Meta-RL: given a distribution of tasks, learn a policy capable of adapting to any new task from the task distribution with as little data as possible

Jacob Beck, Risto Vuorio, Evan Zheran Liu, Zheng Xiong, Luisa Zintgraf, Chelsea Finn, Shimon Whiteson, A Survey of Meta-Reinforcement Learning, arXiv:2301.08028 [cs.LG], 2023 DOI: 10.48550/arXiv.2301.08028.
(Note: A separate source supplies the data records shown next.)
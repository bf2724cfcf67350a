pub const MAX_BPS: u64 = 10_000; // 100% in basis points

pub const MAX_TIER: u8 = 5; // Tier ceiling (tiers run 0..=5)
pub const MAX_REFERRAL_DEPTH: usize = 4; // Ancestor walks stop here
pub const TIER_BUCKETS: usize = 5; // Count buckets, indexed by effective tier 1..=5

pub const DEF_SEEKER_REFERRAL_BP: u64 = 200; // 2%
pub const DEF_SEEKER_PLATFORM_BP: u64 = 300; // 3%

pub const DEF_SOLVER_REFERRAL_BP: u64 = 200; // 2%
pub const DEF_SOLVER_PLATFORM_BP: u64 = 700; // 7%
pub const DEF_SOLVER_TREASURY_BP: u64 = 100; // 1%

pub const DEF_DISPUTE_DEPOSIT_BP: u64 = 500; // 5%

// Default referral reward rates, referral pool shares per layer (row = tier - 1)
pub const DEF_REFERRAL_RATES: [[u64; MAX_REFERRAL_DEPTH]; TIER_BUCKETS] = [
    [2000, 500, 250, 125],
    [2500, 750, 375, 200],
    [3000, 1000, 500, 250],
    [3500, 1250, 625, 300],
    [4000, 1500, 750, 375],
];

// Default experience-point thresholds for upgrading to tier 1..=5
pub const DEF_TIER_XP_THRESHOLDS: [u64; TIER_BUCKETS] = [
    100,
    500,
    2_500,
    10_000,
    50_000,
];

// Default referral-count minimums for upgrading to tier 1..=5 (row = target tier - 1,
// column = tier bucket the counted referrals sit in)
pub const DEF_TIER_MIN_REFERRALS: [[u64; TIER_BUCKETS]; TIER_BUCKETS] = [
    [2, 0, 0, 0, 0],
    [5, 1, 0, 0, 0],
    [10, 3, 1, 0, 0],
    [20, 5, 2, 1, 0],
    [50, 10, 5, 2, 1],
];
While deep reinforcement learning (RL) has fueled multiple high-profile successes in machine learning, it is held back from more widespread adoption by its often poor data efficiency and the limited generality of the policies it produces. A promising approach for alleviating these limitations is to cast the development of better RL algorithms as a machine learning problem itself in a process called meta-RL. Meta-RL is most commonly studied in a problem setting where, given a distribution of tasks, the goal is to learn a policy that is capable of adapting to any new task from the task distribution with as little data as possible. In this survey, we describe the meta-RL problem setting in detail as well as its major variations. We discuss how, at a high level, meta-RL research can be clustered based on the presence of a task distribution and the learning budget available for each individual task. Using these clusters, we then survey meta-RL algorithms and applications. We conclude by presenting the open problems on the path to making meta-RL part of the standard toolbox for a deep RL practitioner.